Tuesday, December 14th, 2010

Taking Chicago Transit from Good to Great, Part Three – Cost Control and Governance

Continuing my series on taking Chicago’s public transit system to the next level, I wanted to address a few miscellaneous topics before moving on to the matter of how to pay for it. For those of you who did not see them already, click through to read part one on building the vision and part two on raising the bar on design.

Cost Reduction

I mentioned in my previous installment how we need to raise the bar on the design of the system. While some of this would be nearly free, other items, particularly L stations, would appear to legitimately cost a lot more money to do right. How do we reconcile this?

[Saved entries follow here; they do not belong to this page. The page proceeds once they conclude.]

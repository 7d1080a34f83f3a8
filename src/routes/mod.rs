pub mod api;

use axum::http::{header, Method};
use axum::Router;
use tower::ServiceBuilder;
use tower_http::cors::{Any, CorsLayer};
use tower_http::trace::TraceLayer;

use crate::state::AppState;

/// The full application: routes plus tracing and an open CORS policy.
pub fn app(state: AppState) -> Router {
    let cors = CorsLayer::new()
        .allow_origin(Any)
        .allow_methods([Method::GET, Method::POST, Method::PUT, Method::DELETE])
        .allow_headers([header::CONTENT_TYPE]);

    Router::new()
        .merge(api::router())
        .layer(
            ServiceBuilder::new()
                .layer(TraceLayer::new_for_http())
                .layer(cors),
        )
        .with_state(state)
}
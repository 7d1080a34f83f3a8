use crate::api::requests::ValidationError;

#[derive(Debug, thiserror::Error)]
pub enum MirrorError {
    #[error("HTTP error: {0}")]
    Http(#[from] reqwest::Error),

    #[error("Gateway rejected request: {0}")]
    Rejected(String),

    #[error("Invalid request: {0}")]
    Invalid(#[from] ValidationError),

    #[error("No user is signed in")]
    NotLoggedIn,

    #[error("Invalid email or password")]
    InvalidCredentials,

    #[error("Store error: {0}")]
    Store(#[from] serde_json::Error),

    #[error("I/O error: {0}")]
    Io(#[from] std::io::Error),

    #[error("Password hashing error: {0}")]
    Hash(#[from] bcrypt::BcryptError),
}

impl MirrorError {
    /// True when the gateway could not be reached at all, as opposed to
    /// answering with an error.
    pub fn is_unreachable(&self) -> bool {
        match self {
            MirrorError::Http(e) => e.is_connect() || e.is_timeout() || e.is_request(),
            _ => false,
        }
    }
}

In the spirit of Burnham’s “more study, not more money” quote, I’d like to suggest we need to take a serious look at how to drive step-change reductions in the cost of heavy rail projects. Consider this: the proposed Red Line extension to 130th is 5.3 miles and $879 million – a cost of $163 million per mile – nearly $21,000 per new daily rider. This is for a line with limited ROW needs. And my numbers are very generous, since they are current year, not construction year numbers, and they exclude a $200 million yard reconstruction that is part of the project. Frankly, at those rates, highway investment actually starts to look like an attractive option. IDOT’s Dan Ryan reconstruction, which included adding a lane south from 67th or so to 95th, was about the same the cost as this proposed extension

The proposed Orange Line proposal is even more expensive on a per unit basis. It is $455 million in current year dollars for 2.26 miles – a cost of $197 million per mile. This is for 7,800 new boardings per day, or over $57,000 per boarding (likely around $100,000 per passenger assuming most people make round trips).

I’ve read of estimates up to $4 billion to renovate the North Main embankment. Just that segment would cost more than the Kennedy reconstruction + the Stevenson reconstruction + the Dan Ryan reconstruction + the Kingery reconstruction and widening + the recent resurfacings on the Edens and Calumet Expressways + the Ike bottleneck reconstruction from a while back – all combined.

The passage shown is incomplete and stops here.